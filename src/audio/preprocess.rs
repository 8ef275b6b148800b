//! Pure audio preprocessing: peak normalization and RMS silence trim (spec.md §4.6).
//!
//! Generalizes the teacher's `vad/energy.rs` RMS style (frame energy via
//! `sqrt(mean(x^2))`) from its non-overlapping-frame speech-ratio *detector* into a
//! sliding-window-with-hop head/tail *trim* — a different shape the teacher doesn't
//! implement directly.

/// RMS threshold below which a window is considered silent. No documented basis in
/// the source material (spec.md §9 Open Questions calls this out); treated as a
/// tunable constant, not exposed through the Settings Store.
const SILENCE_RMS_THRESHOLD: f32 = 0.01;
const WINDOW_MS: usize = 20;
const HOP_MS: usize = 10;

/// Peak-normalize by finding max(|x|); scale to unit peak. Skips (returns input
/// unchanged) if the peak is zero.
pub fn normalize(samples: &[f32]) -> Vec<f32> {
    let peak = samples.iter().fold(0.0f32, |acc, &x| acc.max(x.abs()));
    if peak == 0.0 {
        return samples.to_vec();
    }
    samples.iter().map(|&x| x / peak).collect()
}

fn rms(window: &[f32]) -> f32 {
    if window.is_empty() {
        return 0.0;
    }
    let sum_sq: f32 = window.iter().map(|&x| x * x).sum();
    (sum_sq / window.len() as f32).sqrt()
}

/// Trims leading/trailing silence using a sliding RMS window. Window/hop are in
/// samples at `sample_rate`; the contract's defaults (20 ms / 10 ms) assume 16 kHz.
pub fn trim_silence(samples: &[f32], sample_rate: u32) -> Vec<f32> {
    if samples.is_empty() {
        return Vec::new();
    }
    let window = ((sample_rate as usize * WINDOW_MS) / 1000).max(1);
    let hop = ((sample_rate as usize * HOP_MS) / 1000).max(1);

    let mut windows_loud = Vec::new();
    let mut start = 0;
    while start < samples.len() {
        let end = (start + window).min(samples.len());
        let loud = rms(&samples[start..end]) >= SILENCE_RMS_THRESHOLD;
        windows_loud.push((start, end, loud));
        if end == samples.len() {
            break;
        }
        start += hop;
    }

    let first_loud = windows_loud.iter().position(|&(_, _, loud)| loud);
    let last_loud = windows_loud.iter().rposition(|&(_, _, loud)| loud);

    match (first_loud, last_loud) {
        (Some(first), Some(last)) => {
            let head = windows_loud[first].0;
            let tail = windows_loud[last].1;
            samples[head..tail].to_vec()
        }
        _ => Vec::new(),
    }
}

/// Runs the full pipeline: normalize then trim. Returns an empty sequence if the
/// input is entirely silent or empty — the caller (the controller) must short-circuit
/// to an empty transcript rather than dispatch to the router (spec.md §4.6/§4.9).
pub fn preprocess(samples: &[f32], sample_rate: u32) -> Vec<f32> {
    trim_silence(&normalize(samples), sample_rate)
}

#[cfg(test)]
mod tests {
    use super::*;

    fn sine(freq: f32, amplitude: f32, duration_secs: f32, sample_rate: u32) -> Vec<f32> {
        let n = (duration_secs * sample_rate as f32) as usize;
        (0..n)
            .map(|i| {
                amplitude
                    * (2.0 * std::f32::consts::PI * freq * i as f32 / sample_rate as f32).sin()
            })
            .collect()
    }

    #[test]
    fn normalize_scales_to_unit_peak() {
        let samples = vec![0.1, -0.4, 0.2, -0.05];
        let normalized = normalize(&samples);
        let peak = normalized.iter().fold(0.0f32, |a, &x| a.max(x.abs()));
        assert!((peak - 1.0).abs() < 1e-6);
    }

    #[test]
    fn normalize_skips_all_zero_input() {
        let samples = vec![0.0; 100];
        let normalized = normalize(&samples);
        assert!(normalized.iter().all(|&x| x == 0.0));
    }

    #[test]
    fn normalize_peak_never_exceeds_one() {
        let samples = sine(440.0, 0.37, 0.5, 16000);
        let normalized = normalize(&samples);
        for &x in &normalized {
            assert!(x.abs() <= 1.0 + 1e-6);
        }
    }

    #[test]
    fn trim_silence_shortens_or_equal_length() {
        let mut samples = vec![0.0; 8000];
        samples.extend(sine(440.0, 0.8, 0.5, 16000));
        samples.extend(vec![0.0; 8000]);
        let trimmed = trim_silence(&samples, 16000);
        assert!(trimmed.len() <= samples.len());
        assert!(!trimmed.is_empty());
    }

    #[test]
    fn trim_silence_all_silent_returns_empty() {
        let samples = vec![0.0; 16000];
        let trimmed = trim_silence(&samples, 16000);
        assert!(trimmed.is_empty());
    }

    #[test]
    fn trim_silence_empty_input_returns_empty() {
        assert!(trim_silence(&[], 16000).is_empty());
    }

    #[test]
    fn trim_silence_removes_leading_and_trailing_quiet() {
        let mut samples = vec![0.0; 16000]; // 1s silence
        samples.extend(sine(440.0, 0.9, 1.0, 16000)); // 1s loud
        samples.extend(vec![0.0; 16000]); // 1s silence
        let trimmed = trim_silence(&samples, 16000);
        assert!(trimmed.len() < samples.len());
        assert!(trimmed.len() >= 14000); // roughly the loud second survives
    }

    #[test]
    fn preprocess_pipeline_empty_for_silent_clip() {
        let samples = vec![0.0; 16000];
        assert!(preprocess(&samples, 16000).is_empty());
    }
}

========================================

EXERCISE PROMPT:
Please find all lines of the entries that hold the string "frame" and copy them.

SOLUTION:
//! Generalizes the teacher's `vad/energy.rs` RMS style (frame energy via
//! `sqrt(mean(x^2))`) from its non-overlapping-frame speech-ratio *detector* into a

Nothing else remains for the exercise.